And then the final component is reinforcing the messages throughout the community, so billboards, bus messages, we were on every single bus in Tulsa with messages, TV and radio. So trying to reinforce the message that parents are getting from their trusted messengers. Oakland and Tulsa were phenomenal pilot sites. And from that work we actually created a toolkit for communities on how they could create their own campaigns. And we held a conference for cities across the country and said, “All of this is open source. All of this is available for free. We’re happy to provide technical assistance.” We now have 18 communities across the country that have Talking is Teaching campaigns.

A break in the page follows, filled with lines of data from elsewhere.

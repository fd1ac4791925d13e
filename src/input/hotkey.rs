use anyhow::{anyhow, Context, Result};
use global_hotkey::{
    hotkey::{Code, HotKey, Modifiers},
    GlobalHotKeyEvent, GlobalHotKeyManager, HotKeyState,
};
use tracing::{debug, info};

use crate::config::HotkeyConfig;

/// Builds the chord described by `config` without registering it
///
/// # Errors
/// Returns error on an unknown modifier or key name, or when no modifier is
/// given (a bare key would swallow normal typing)
pub fn chord_from_config(config: &HotkeyConfig) -> Result<HotKey> {
    let modifiers = parse_modifiers(&config.modifiers)?;
    if modifiers.is_empty() {
        return Err(anyhow!("hotkey needs at least one modifier"));
    }
    let code = parse_key(&config.key)?;
    Ok(HotKey::new(Some(modifiers), code))
}

/// Human-readable form of a hotkey config, e.g. `Command+Shift+L`
#[must_use]
pub fn describe(config: &HotkeyConfig) -> String {
    let mut parts: Vec<&str> = config.modifiers.iter().map(String::as_str).collect();
    parts.push(&config.key);
    parts.join("+")
}

/// Owns the registration of the conversion hotkey
pub struct HotkeyManager {
    manager: GlobalHotKeyManager,
    hotkey: HotKey,
}

impl HotkeyManager {
    /// Create and register global hotkey from config
    ///
    /// # Errors
    /// Returns error if the chord is invalid or the OS refuses the registration
    pub fn new(config: &HotkeyConfig) -> Result<Self> {
        let manager = GlobalHotKeyManager::new().context("failed to create hotkey manager")?;
        let hotkey = chord_from_config(config)?;

        manager
            .register(hotkey)
            .context("failed to register hotkey")?;

        info!("registered hotkey: {}", describe(config));

        Ok(Self { manager, hotkey })
    }

    /// True for a key-down of our chord; releases and foreign ids are ignored
    #[must_use]
    pub fn handle_event(&self, event: &GlobalHotKeyEvent) -> bool {
        if event.id != self.hotkey.id() {
            return false;
        }

        match event.state {
            HotKeyState::Pressed => {
                debug!("conversion hotkey pressed");
                true
            }
            HotKeyState::Released => false,
        }
    }
}

impl Drop for HotkeyManager {
    fn drop(&mut self) {
        if let Err(e) = self.manager.unregister(self.hotkey) {
            tracing::error!("failed to unregister hotkey: {}", e);
        }
    }
}

fn parse_modifiers(modifiers: &[String]) -> Result<Modifiers> {
    let mut result = Modifiers::empty();
    for modifier in modifiers {
        match modifier.as_str() {
            "Control" | "Ctrl" => result |= Modifiers::CONTROL,
            "Option" | "Alt" => result |= Modifiers::ALT,
            "Command" | "Cmd" | "Super" => result |= Modifiers::SUPER,
            "Shift" => result |= Modifiers::SHIFT,
            _ => return Err(anyhow!("unknown modifier: {}", modifier)),
        }
    }
    Ok(result)
}

fn parse_key(key: &str) -> Result<Code> {
    let code = match key.to_ascii_uppercase().as_str() {
        "A" => Code::KeyA,
        "B" => Code::KeyB,
        "C" => Code::KeyC,
        "D" => Code::KeyD,
        "E" => Code::KeyE,
        "F" => Code::KeyF,
        "G" => Code::KeyG,
        "H" => Code::KeyH,
        "I" => Code::KeyI,
        "J" => Code::KeyJ,
        "K" => Code::KeyK,
        "L" => Code::KeyL,
        "M" => Code::KeyM,
        "N" => Code::KeyN,
        "O" => Code::KeyO,
        "P" => Code::KeyP,
        "Q" => Code::KeyQ,
        "R" => Code::KeyR,
        "S" => Code::KeyS,
        "T" => Code::KeyT,
        "U" => Code::KeyU,
        "V" => Code::KeyV,
        "W" => Code::KeyW,
        "X" => Code::KeyX,
        "Y" => Code::KeyY,
        "Z" => Code::KeyZ,
        "0" => Code::Digit0,
        "1" => Code::Digit1,
        "2" => Code::Digit2,
        "3" => Code::Digit3,
        "4" => Code::Digit4,
        "5" => Code::Digit5,
        "6" => Code::Digit6,
        "7" => Code::Digit7,
        "8" => Code::Digit8,
        "9" => Code::Digit9,
        "SPACE" => Code::Space,
        _ => return Err(anyhow!("unsupported key: {}", key)),
    };
    Ok(code)
}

We launch this summer in New Orleans at the children’s hospital there. Two weeks ago we were out at San Francisco General Hospital, which also has a campaign. We just did an evaluation of their work with pediatricians, and it found that 80% of parents were talking, reading, and singing more after this intervention with pediatricians. We’ll soon be launching in Detroit as well and two or three more cities to come in 2019.
Early Learning Nation: That’s terrific. And trust and trusted messenger, key themes. And it just it makes sense. That’s how to reach people is through individuals whom they trust.
Patti Miller: That’s absolutely right. We know that there are certain people in parent’s lives that they trust implicitly like their pediatrician or their pastor or their nurse or home visitor. So we think those are wonderful opportunities and great channels to reach parents with tools so that they can actively engage with their young children.
Early Learning Nation: Patti, thank you for coming by the Early Learning Nation studio.
Patti Miller: Thanks for having me.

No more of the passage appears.